→ **INPUT**:
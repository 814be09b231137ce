use lambda_runtime::{run, service_fn, tracing, Error};

mod event_handler;
use event_handler::function_handler;

#[tokio::main]
async fn main() -> Result<(), Error> {
    tracing::init_default_subscriber();

    run(service_fn(function_handler)).await
}
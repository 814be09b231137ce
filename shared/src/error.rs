use thiserror::Error;

/// Everything that can go wrong while a handler turns its request body into
/// a result. All variants end up as a 500 envelope.
#[derive(Debug, Error)]
pub enum HandlerError {
    #[error("request body is not valid JSON")]
    MalformedBody(#[source] serde_json::Error),

    #[error("request body must be a JSON object")]
    BodyNotObject,

    #[error("missing field `{0}`")]
    MissingField(&'static str),

    #[error("invalid value for field `{field}`: {reason}")]
    InvalidField { field: &'static str, reason: String },

    #[error("field `{field}` does not contain valid JSON")]
    MalformedInput {
        field: &'static str,
        #[source]
        source: serde_json::Error,
    },

    #[error("failed to write the formatted output")]
    Output(#[source] Box<dyn std::error::Error + Send + Sync>),
}

impl HandlerError {
    pub fn invalid(field: &'static str, reason: impl Into<String>) -> Self {
        HandlerError::InvalidField {
            field,
            reason: reason.into(),
        }
    }

    /// Short machine-friendly name of the variant, used as a log field.
    pub fn kind(&self) -> &'static str {
        match self {
            HandlerError::MalformedBody(_) => "malformed_body",
            HandlerError::BodyNotObject => "body_not_object",
            HandlerError::MissingField(_) => "missing_field",
            HandlerError::InvalidField { .. } => "invalid_field",
            HandlerError::MalformedInput { .. } => "malformed_input",
            HandlerError::Output(_) => "output",
        }
    }

    /// Renders the error together with its whole `Caused by:` chain.
    pub fn into_trace(self) -> String {
        format!("{:?}", anyhow::Error::new(self))
    }
}

#[cfg(test)]
mod tests {
    use super::*;

    #[test]
    fn trace_includes_cause_chain() {
        let source = serde_json::from_str::<serde_json::Value>("{bad json").unwrap_err();
        let err = HandlerError::MalformedInput {
            field: "input_string",
            source,
        };
        assert_eq!(err.kind(), "malformed_input");

        let trace = err.into_trace();
        assert!(trace.starts_with("field `input_string` does not contain valid JSON"));
        assert!(trace.contains("Caused by:"));
        assert!(trace.contains("line 1 column 2"));
    }

    #[test]
    fn trace_without_source_is_just_the_message() {
        let trace = HandlerError::MissingField("strings").into_trace();
        assert!(trace.starts_with("missing field `strings`"));
        assert!(!trace.contains("Caused by:"));
    }
}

→ **WHAT IS NEEDED**: In the listing above, the line with "let err = HandlerError::MalformedInput" and every line after it must be set down word for word, and no other line.

→ **YOUR SOLUTION**:
        let err = HandlerError::MalformedInput {
            field: "input_string",
            source,
        };
        assert_eq!(err.kind(), "malformed_input");

        let trace = err.into_trace();
        assert!(trace.starts_with("field `input_string` does not contain valid JSON"));
        assert!(trace.contains("Caused by:"));
        assert!(trace.contains("line 1 column 2"));
    }

    #[test]
    fn trace_without_source_is_just_the_message() {
        let trace = HandlerError::MissingField("strings").into_trace();
        assert!(trace.starts_with("missing field `strings`"));
        assert!(!trace.contains("Caused by:"));
    }
}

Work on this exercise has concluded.